Brief: Copy out, from the entries below, each line holding the string "crate".

Data items:
—————

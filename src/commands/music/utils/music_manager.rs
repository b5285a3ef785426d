use std::panic::AssertUnwindSafe;
use std::sync::Arc;

use dashmap::DashMap;
use futures::FutureExt;
use poise::serenity_prelude as serenity;
use serenity::client::Context;
use serenity::model::id::{ChannelId, GuildId};
use songbird::Songbird;
use thiserror::Error;
use tokio::sync::mpsc;
use tracing::{debug, error, info, warn};

use super::inactivity::IdleSettings;
use super::reconnect::RetryPolicy;
use super::session_actor::{EnqueueOutcome, JoinOutcome, SessionActor, SessionHandle};
use super::voice::{Announcer, VoiceConnector};
use crate::commands::music::audio_sources::TrackResolver;
use crate::config::Config;

/// Errors that can occur during music operations
#[derive(Error, Debug)]
pub enum MusicError {
    #[error("Not in a guild")]
    NotInGuild,

    #[error("User is not in a voice channel")]
    UserNotInVoiceChannel,

    #[error("Not connected to a voice channel")]
    NotConnected,

    #[error("Failed to get voice manager")]
    NoVoiceManager,

    #[error("Failed to join voice channel: {0}")]
    JoinError(String),

    #[error("Nothing is playing")]
    NothingPlaying,

    #[error("Playback is not paused")]
    NotPaused,

    #[error("Volume must be between 0 and 200, got {0}")]
    VolumeOutOfRange(i64),

    #[error("No results found")]
    NoResults,

    #[error("Failed to fetch track: {0}")]
    ResolveError(String),

    #[error("Playback error: {0}")]
    PlaybackError(String),

    #[error("Guild session is no longer running")]
    SessionClosed,

    #[error("Configuration error: {0}")]
    ConfigError(String),
}

impl MusicError {
    /// Caller mistakes that are answered inline and not logged as faults.
    pub fn is_user_error(&self) -> bool {
        matches!(
            self,
            MusicError::NotInGuild
                | MusicError::UserNotInVoiceChannel
                | MusicError::NotConnected
                | MusicError::NothingPlaying
                | MusicError::NotPaused
                | MusicError::VolumeOutOfRange(_)
                | MusicError::NoResults
        )
    }
}

/// Result type for music operations
pub type MusicResult<T> = Result<T, MusicError>;

/// Timing knobs shared by every guild session.
#[derive(Debug, Clone, Copy, Default, PartialEq, Eq)]
pub struct SessionSettings {
    pub idle: IdleSettings,
    pub retry: RetryPolicy,
}

impl From<&Config> for SessionSettings {
    fn from(config: &Config) -> Self {
        Self {
            idle: IdleSettings {
                timeout: config.idle_timeout,
                poll_interval: config.idle_poll_interval,
            },
            retry: RetryPolicy {
                max_attempts: config.connect_attempts,
                base_delay: config.connect_base_delay,
            },
        }
    }
}

/// Guild-keyed table of session actors.
pub struct SessionRegistry {
    sessions: DashMap<GuildId, SessionHandle>,
    connector: Arc<dyn VoiceConnector>,
    announcer: Arc<dyn Announcer>,
    settings: SessionSettings,
}

impl SessionRegistry {
    pub fn new(
        connector: Arc<dyn VoiceConnector>,
        announcer: Arc<dyn Announcer>,
        settings: SessionSettings,
    ) -> Self {
        Self {
            sessions: DashMap::new(),
            connector,
            announcer,
            settings,
        }
    }

    pub fn settings(&self) -> SessionSettings {
        self.settings
    }

    /// The guild's session, spawning a fresh actor if none is running.
    pub fn session(&self, guild_id: GuildId) -> SessionHandle {
        let mut entry = self
            .sessions
            .entry(guild_id)
            .or_insert_with(|| self.spawn(guild_id));

        if entry.is_closed() {
            info!("Restarting closed session for guild {}", guild_id);
            *entry = self.spawn(guild_id);
        }

        entry.clone()
    }

    /// The guild's session if one is running. Never spawns.
    pub fn existing(&self, guild_id: GuildId) -> Option<SessionHandle> {
        self.sessions
            .get(&guild_id)
            .map(|entry| entry.clone())
            .filter(|handle| !handle.is_closed())
    }

    fn spawn(&self, guild_id: GuildId) -> SessionHandle {
        let (tx, rx) = mpsc::unbounded_channel();
        let actor = SessionActor::new(
            guild_id,
            tx.clone(),
            rx,
            Arc::clone(&self.connector),
            Arc::clone(&self.announcer),
            self.settings,
        );

        let connector = Arc::clone(&self.connector);
        tokio::spawn(async move {
            if let Err(panic) = AssertUnwindSafe(actor.run()).catch_unwind().await {
                let reason = panic
                    .downcast_ref::<&str>()
                    .map(|s| s.to_string())
                    .or_else(|| panic.downcast_ref::<String>().cloned())
                    .unwrap_or_else(|| "unknown panic".to_string());
                error!("Session actor for guild {} panicked: {}", guild_id, reason);

                // The next session starts disconnected, so the call must not outlive this one.
                if let Err(e) = connector.disconnect(guild_id).await {
                    warn!("Failed to leave voice after crash in guild {}: {}", guild_id, e);
                }
            }
        });

        debug!("Spawned session actor for guild {}", guild_id);
        SessionHandle::new(guild_id, tx)
    }

    /// Joins the caller's channel if needed, resolves `query` and queues the result.
    ///
    /// A failed or empty lookup leaves the queue untouched.
    pub async fn play(
        &self,
        guild_id: GuildId,
        voice_channel: ChannelId,
        text_channel: ChannelId,
        query: &str,
        resolver: &dyn TrackResolver,
    ) -> MusicResult<(JoinOutcome, EnqueueOutcome)> {
        let session = self.session(guild_id);
        let joined = session.join(voice_channel, text_channel).await?;

        let track = resolver
            .resolve(query)
            .await?
            .ok_or(MusicError::NoResults)?;

        let outcome = session.enqueue(track, Some(text_channel)).await?;
        Ok((joined, outcome))
    }
}

/// Get the Songbird voice client from the context
pub async fn get_songbird(ctx: &Context) -> MusicResult<Arc<Songbird>> {
    songbird::get(ctx).await.ok_or(MusicError::NoVoiceManager)
}

/// Get the voice channel ID that the user is currently in
pub fn get_user_voice_channel(
    ctx: &Context,
    guild_id: GuildId,
    user_id: serenity::UserId,
) -> MusicResult<ChannelId> {
    let guild = ctx.cache.guild(guild_id).ok_or(MusicError::NotInGuild)?;

    let voice_state = guild
        .voice_states
        .get(&user_id)
        .ok_or(MusicError::UserNotInVoiceChannel)?;

    voice_state
        .channel_id
        .ok_or(MusicError::UserNotInVoiceChannel)
}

—————

Response to the task:
use crate::commands::music::audio_sources::TrackResolver;
use crate::config::Config;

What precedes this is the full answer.